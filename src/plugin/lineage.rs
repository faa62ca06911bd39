use std::fs;
use std::path::{Path, PathBuf};

use pem::Pem;
use x509_parser::extensions::GeneralName;
use x509_parser::prelude::parse_x509_certificate;

use crate::error::PluginError;

const CERT_FILENAME: &str = "cert.pem";
const CHAIN_FILENAME: &str = "chain.pem";
const FULLCHAIN_FILENAME: &str = "fullchain.pem";
const PRIVKEY_FILENAME: &str = "privkey.pem";

/// The current files of a certificate lineage, as handed over on renewal.
#[derive(Debug, Clone, PartialEq, Eq)]
pub struct Lineage {
    pub cert_path: PathBuf,
    pub key_path: PathBuf,
    pub chain_path: PathBuf,
    pub fullchain_path: PathBuf,
}

impl Lineage {
    pub fn new(
        cert_path: impl Into<PathBuf>,
        key_path: impl Into<PathBuf>,
        chain_path: impl Into<PathBuf>,
        fullchain_path: impl Into<PathBuf>,
    ) -> Self {
        Self {
            cert_path: cert_path.into(),
            key_path: key_path.into(),
            chain_path: chain_path.into(),
            fullchain_path: fullchain_path.into(),
        }
    }

    /// Paths under `{config_dir}/live/{name}/`.
    pub fn from_live_dir(config_dir: &Path, name: &str) -> Self {
        let live = config_dir.join("live").join(name);
        Self::new(
            live.join(CERT_FILENAME),
            live.join(PRIVKEY_FILENAME),
            live.join(CHAIN_FILENAME),
            live.join(FULLCHAIN_FILENAME),
        )
    }

    /// Reads the `cert`, `privkey`, `chain` and `fullchain` entries from the
    /// top section of a renewal configuration file.
    pub fn from_renewal_conf(path: &Path) -> Result<Self, PluginError> {
        let raw = fs::read_to_string(path).map_err(|source| PluginError::Io {
            path: path.to_path_buf(),
            source,
        })?;

        let (mut cert, mut key, mut chain, mut fullchain) = (None, None, None, None);
        for line in raw.lines() {
            let line = line.trim();
            if line.starts_with('[') {
                break;
            }
            if line.is_empty() || line.starts_with('#') {
                continue;
            }
            let Some((name, value)) = line.split_once('=') else {
                continue;
            };
            let value = PathBuf::from(value.trim());
            match name.trim() {
                "cert" => cert = Some(value),
                "privkey" => key = Some(value),
                "chain" => chain = Some(value),
                "fullchain" => fullchain = Some(value),
                _ => {}
            }
        }

        let missing = |name: &str| {
            PluginError::Config(format!(
                "renewal config {} has no '{name}' entry",
                path.display()
            ))
        };
        Ok(Self::new(
            cert.ok_or_else(|| missing("cert"))?,
            key.ok_or_else(|| missing("privkey"))?,
            chain.ok_or_else(|| missing("chain"))?,
            fullchain.ok_or_else(|| missing("fullchain"))?,
        ))
    }

    /// Subject names of the certificate: common name first, then DNS
    /// subject alternative names, without duplicates.
    pub fn names(&self) -> Result<Vec<String>, PluginError> {
        let raw = fs::read(&self.cert_path).map_err(|source| PluginError::Io {
            path: self.cert_path.clone(),
            source,
        })?;
        let blocks = pem::parse_many(&raw)
            .map_err(|err| PluginError::Certificate(format!("failed to parse PEM: {err}")))?;
        let block: Pem = blocks
            .into_iter()
            .find(|block| block.tag() == "CERTIFICATE")
            .ok_or_else(|| {
                PluginError::Certificate(format!(
                    "no certificate found in {}",
                    self.cert_path.display()
                ))
            })?;
        let (_, cert) = parse_x509_certificate(block.contents())
            .map_err(|err| PluginError::Certificate(format!("invalid certificate: {err}")))?;

        let mut names: Vec<String> = Vec::new();
        let mut add = |name: &str| {
            if !names.iter().any(|existing| existing == name) {
                names.push(name.to_string());
            }
        };

        if let Some(cn) = cert
            .subject()
            .iter_common_name()
            .next()
            .and_then(|cn| cn.as_str().ok())
        {
            add(cn);
        }
        let san = cert
            .subject_alternative_name()
            .map_err(|err| PluginError::Certificate(format!("invalid SAN extension: {err}")))?;
        if let Some(san) = san {
            for general_name in &san.value.general_names {
                if let GeneralName::DNSName(name) = general_name {
                    add(*name);
                }
            }
        }
        Ok(names)
    }

    pub fn primary_name(&self) -> Result<String, PluginError> {
        self.names()?.into_iter().next().ok_or_else(|| {
            PluginError::Certificate(format!(
                "certificate {} has no subject names",
                self.cert_path.display()
            ))
        })
    }
}
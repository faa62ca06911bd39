//! Selectel (OpenStack Swift) storage plugin for ACME clients.
//!
//! The authenticator answers HTTP-01 challenges by writing the validation
//! resource into a storage container that serves as the site's webroot. The
//! installer publishes the issued full chain and key to the storage SSL
//! endpoint.

pub mod acme;
pub mod config;
pub mod error;
pub mod plugin;
pub mod storage;


pub use config::PluginConfig;
pub use error::PluginError;
pub use plugin::{
    Authenticator, Installer, Lineage, PLUGINS, RenewDeployer, StorageAuthenticator,
    StorageInstaller, authenticator_for, find_plugin, installer_for,
};

/// Installs `env_logger` honouring `RUST_LOG`, defaulting to `info`.
/// Safe to call more than once.
pub fn init_logging() {
    let env = env_logger::Env::default().default_filter_or("info");
    if env_logger::Builder::from_env(env).try_init().is_ok() {
        log::debug!("[logging] env_logger initialized");
    }
}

## Your goal
Say how many lines in the entries above contain the string "Result", offering no other words.

## Exercise solution
3